Experimental results show that after cells are incubated together by the probes and the base dNTPs, the cells enter the cells, because telomerase exists in the cells, a telomerase primer chain on the probes is triggered to generate a circular amplification reaction, and along with the amplification of the primer chain, S2 on the probes and an amplification product generate multiple hybridization reactions, so that all the reactions can cause the intelligent lock to be opened, and a large number of fluorescent molecules are released. Therefore, the fluorescence signal in the cell is significantly enhanced. The fluorescent probe adopted by the invention is proved to be capable of specifically and sensitively realizing the in-situ fluorescence imaging of telomerase in cells.
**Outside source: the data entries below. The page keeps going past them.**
//! Scoring for the analysis rubric

use crate::RuleScores;
use markwell_domain::{EffectTier, ExtractedComponents, GrammarCheck, ScoreResult, VerbTier};
use tracing::debug;

/// Presence sub-metric: functional component count plus detail score
/// through the fixed lookup, producing the score and its ceiling
pub(crate) fn score_presence(components: &ExtractedComponents) -> (f64, f64) {
    let present = components.functional_presence_count();
    let detail = components.detail_score;

    if present == 5 && detail >= 5.0 {
        (5.0, 5.0)
    } else if present == 5 && detail >= 4.5 {
        (4.5, 4.5)
    } else if present == 5 && detail >= 4.0 {
        (4.0, 4.0)
    } else if present >= 4 && detail >= 4.0 {
        (3.5, 4.0)
    } else if present >= 4 || detail >= 3.0 {
        (3.0, 3.0)
    } else if present >= 3 {
        (2.5, 3.0)
    } else if present >= 2 {
        (2.0, 2.5)
    } else {
        (1.5, 2.0)
    }
}

/// Weighted average tier quality over matched items, 1.0 best
///
/// An empty mix yields the neutral 0.5.
fn average_verb_quality(components: &ExtractedComponents) -> f64 {
    let mut weight = 0.0;
    let mut count = 0usize;
    for tier in VerbTier::DESCENDING {
        let n = components.verbs_in(tier).len();
        weight += tier.quality_factor() * n as f64;
        count += n;
    }
    if count > 0 {
        weight / count as f64
    } else {
        0.5
    }
}

fn average_effect_quality(components: &ExtractedComponents) -> f64 {
    let mut weight = 0.0;
    let mut count = 0usize;
    for tier in EffectTier::DESCENDING {
        let n = components.effects_in(tier).len();
        weight += tier.quality_factor() * n as f64;
        count += n;
    }
    if count > 0 {
        weight / count as f64
    } else {
        0.5
    }
}

/// Depth sub-metric: analytical sentence count scaled by tier quality
fn score_depth(text: &str, components: &ExtractedComponents, ceiling: f64) -> (f64, f64) {
    let functional: Vec<&String> = components
        .verbs_in(VerbTier::Tier1)
        .iter()
        .chain(components.verbs_in(VerbTier::Tier2).iter())
        .collect();

    let analytical_count = text
        .split(['.', '!', '?'])
        .map(str::trim)
        .filter(|s| !s.is_empty())
        .filter(|s| {
            let lower = s.to_lowercase();
            functional.iter().any(|v| lower.contains(v.as_str()))
        })
        .count();

    let quality = (average_verb_quality(components) + average_effect_quality(components)) / 2.0;
    let insights = analytical_count as f64 * quality;

    let raw: f64 = if insights >= 4.0 {
        5.0
    } else if insights >= 3.0 {
        4.0
    } else if insights >= 2.0 {
        3.0
    } else if insights >= 1.0 {
        2.5
    } else {
        2.0
    };

    (raw.min(ceiling), insights)
}

/// Cohesion sub-metric: connector-category variety less a graduated
/// grammar penalty
///
/// Variety, not raw connector count, drives the base: repeating one
/// connector shows no structural range.
fn score_cohesion(components: &ExtractedComponents, grammar_errors: usize, ceiling: f64) -> f64 {
    let base: f64 = match components.connector_variety() {
        0 => 2.5,
        1 => 3.0,
        2 => 4.0,
        _ => 5.0,
    };

    let penalty = match grammar_errors {
        0..=2 => 0.0,
        3..=4 => 0.5,
        5..=6 => 1.0,
        _ => 1.5,
    };

    (base - penalty).max(2.0).min(ceiling)
}

/// Score one analytical document through the full rule-based path
pub fn score_analysis(
    text: &str,
    components: &ExtractedComponents,
    grammar: &dyn GrammarCheck,
) -> RuleScores {
    let (sm1, ceiling) = score_presence(components);
    let (sm2, insights) = score_depth(text, components, ceiling);
    let (error_count, issues) = grammar.count_errors(text);
    let sm3 = score_cohesion(components, error_count, ceiling);

    let result = ScoreResult::new(sm1, ceiling, sm2, sm3);
    debug!(
        sm1 = result.sm1,
        ceiling = result.ceiling,
        sm2 = result.sm2,
        sm3 = result.sm3,
        insights,
        grammar_errors = error_count,
        "analysis scoring complete"
    );

    RuleScores {
        result,
        distinct_insights: insights,
        grammar_error_count: error_count,
        grammar_issues: issues,
    }
}

#[cfg(test)]
mod tests {
    use super::*;
    use crate::grammar::PatternGrammar;
    use markwell_domain::{ConnectorKind, DetailQuality};
    use markwell_extractor::AnalysisExtractor;
    use markwell_taxonomy::AnalysisTaxonomy;
    use proptest::prelude::*;

    fn full_components() -> ExtractedComponents {
        let mut c = ExtractedComponents::empty();
        c.topics = vec!["narrator".to_string()];
        c.verbs = vec!["reveals".to_string()];
        c.verb_tiers
            .insert(VerbTier::Tier1, vec!["reveals".to_string()]);
        c.objects = vec!["distance".to_string()];
        c.details = vec!["the snow was cold".to_string()];
        c.effects = vec!["reveals how control works".to_string()];
        c.effect_tiers.insert(
            EffectTier::Tier2,
            vec!["reveals how control works".to_string()],
        );
        c.detail_quality = DetailQuality::Precise;
        c.detail_score = 5.0;
        c
    }

    #[test]
    fn test_full_presence_top_score() {
        let (sm1, ceiling) = score_presence(&full_components());
        assert!((sm1 - 5.0).abs() < 1e-9);
        assert!((ceiling - 5.0).abs() < 1e-9);
    }

    #[test]
    fn test_presence_floor_for_empty() {
        let (sm1, ceiling) = score_presence(&ExtractedComponents::empty());
        assert!((sm1 - 1.5).abs() < 1e-9);
        assert!((ceiling - 2.0).abs() < 1e-9);
    }

    #[test]
    fn test_vague_detail_caps_ceiling_at_three() {
        let mut c = full_components();
        c.detail_quality = DetailQuality::Vague;
        c.detail_score = 3.0;
        let (sm1, ceiling) = score_presence(&c);
        assert!((sm1 - 3.0).abs() < 1e-9);
        assert!((ceiling - 3.0).abs() < 1e-9);
    }

    #[test]
    fn test_depth_clamped_to_ceiling() {
        let mut c = full_components();
        c.detail_quality = DetailQuality::Vague;
        c.detail_score = 3.0;
        let text = "The narrator reveals control. The author reveals fear. \
                    The ending reveals loss. The tone reveals distance.";
        let scores = score_analysis(text, &c, &PatternGrammar::new());
        assert!(scores.result.sm2 <= scores.result.ceiling);
        assert!(scores.result.ceiling_holds());
    }

    #[test]
    fn test_cohesion_variety_drives_base() {
        let mut c = full_components();
        c.connectors
            .insert(ConnectorKind::Contrast, vec!["however".to_string()]);
        assert!((score_cohesion(&c, 0, 5.0) - 3.0).abs() < 1e-9);

        c.connectors
            .insert(ConnectorKind::CauseEffect, vec!["therefore".to_string()]);
        assert!((score_cohesion(&c, 0, 5.0) - 4.0).abs() < 1e-9);

        c.connectors
            .insert(ConnectorKind::Summary, vec!["overall".to_string()]);
        assert!((score_cohesion(&c, 0, 5.0) - 5.0).abs() < 1e-9);
    }

    #[test]
    fn test_cohesion_penalty_band() {
        let c = full_components();
        assert!((score_cohesion(&c, 2, 5.0) - 2.5).abs() < 1e-9);
        assert!((score_cohesion(&c, 4, 5.0) - 2.0).abs() < 1e-9);
        assert!((score_cohesion(&c, 7, 5.0) - 2.0).abs() < 1e-9);
    }

    #[test]
    fn test_empty_input_floor_result() {
        let scores = score_analysis("", &ExtractedComponents::empty(), &PatternGrammar::new());
        assert!((scores.result.sm1 - 1.5).abs() < 1e-9);
        assert!((scores.result.ceiling - 2.0).abs() < 1e-9);
        assert!(scores.result.ceiling_holds());
    }

    #[test]
    fn test_extracted_components_score_end_to_end() {
        let extractor = AnalysisExtractor::new(AnalysisTaxonomy::standard());
        let grammar = PatternGrammar::new();

        let weak = "Good book.";
        let strong = "In chapter 19, the author writes \"he killed the smaller twin\" \
                      without hesitation, because the community hides it, which reveals \
                      how control works. However, Jonas finally sees it. Therefore the \
                      reader questions everything.";

        let weak_scores = score_analysis(weak, &extractor.extract(weak), &grammar);
        let strong_scores = score_analysis(strong, &extractor.extract(strong), &grammar);

        assert!(weak_scores.result.ceiling_holds());
        assert!(strong_scores.result.ceiling_holds());
        assert!(strong_scores.result.sm1 > weak_scores.result.sm1);
        assert!(strong_scores.result.overall > weak_scores.result.overall);
    }

    proptest! {
        /// sm2/sm3 never exceed the ceiling fixed by the presence lookup,
        /// whatever mix of components and grammar errors the text produces
        #[test]
        fn prop_ceiling_invariant(
            present in 0usize..=5,
            detail_idx in 0usize..7,
            analytical in 0usize..10,
            errors in 0usize..10,
            variety in 0usize..6,
        ) {
            let detail_scores = [2.0, 3.0, 4.0, 4.25, 4.5, 4.75, 5.0];
            let mut c = ExtractedComponents::empty();
            if present >= 1 { c.topics = vec!["narrator".to_string()]; }
            if present >= 2 {
                c.verbs = vec!["reveals".to_string()];
                c.verb_tiers.insert(VerbTier::Tier1, vec!["reveals".to_string()]);
            }
            if present >= 3 { c.objects = vec!["distance".to_string()]; }
            if present >= 4 { c.details = vec!["evidence".to_string()]; }
            if present >= 5 {
                c.effects = vec!["reveals how it works".to_string()];
                c.effect_tiers.insert(
                    EffectTier::Tier2,
                    vec!["reveals how it works".to_string()],
                );
            }
            c.detail_score = detail_scores[detail_idx];
            let kinds = [
                ConnectorKind::Addition,
                ConnectorKind::Contrast,
                ConnectorKind::CauseEffect,
                ConnectorKind::Elaboration,
                ConnectorKind::Exemplification,
                ConnectorKind::Summary,
            ];
            for kind in kinds.iter().take(variety) {
                c.connectors.insert(*kind, vec!["x".to_string()]);
            }

            let (sm1, ceiling) = score_presence(&c);
            let text = "The narrator reveals the cost. ".repeat(analytical);
            let (sm2, _) = score_depth(&text, &c, ceiling);
            let sm3 = score_cohesion(&c, errors, ceiling);
            let result = ScoreResult::new(sm1, ceiling, sm2, sm3);

            prop_assert!(result.ceiling_holds());
            prop_assert!(result.sm2 <= result.ceiling + 1e-9);
            prop_assert!(result.sm3 <= result.ceiling + 1e-9);
        }
    }
}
The nano fluorescent probe provided by the invention provides a high-efficiency, simple and economic multiple-cycle amplification technology for detecting the telomerase activity in cancer cells and in-situ imaging. The intelligent lock is constructed by adopting designed and synthesized S1 and S2 simulation, an amplification-multiple hybridization-shearing circulation mode is formed, the effect of the target is circularly amplified, the defects of low detection sensitivity, large sample requirement, complex steps, high cost and the like of the traditional method are overcome, compared with the traditional technology, the multiple circulation signal amplification triggered by the target molecule is realized without any external conditions such as temperature, laser irradiation, pH and the like, and a simple and efficient amplification strategy is provided for living body, cell detection and imaging. The invention has the advantages that: the method not only optimizes and improves the detection method, but also improves the detection sensitivity to the maximum extent, simplifies the detection process, reduces the detection cost, widens the application field, solves the problems of complex living body and cell imaging technology, high price, insufficient sensitivity and the like, provides a new method and technology for the application of living body and cell imaging and the like, and has potential application value in the fields of biomedicine and clinical diagnosis.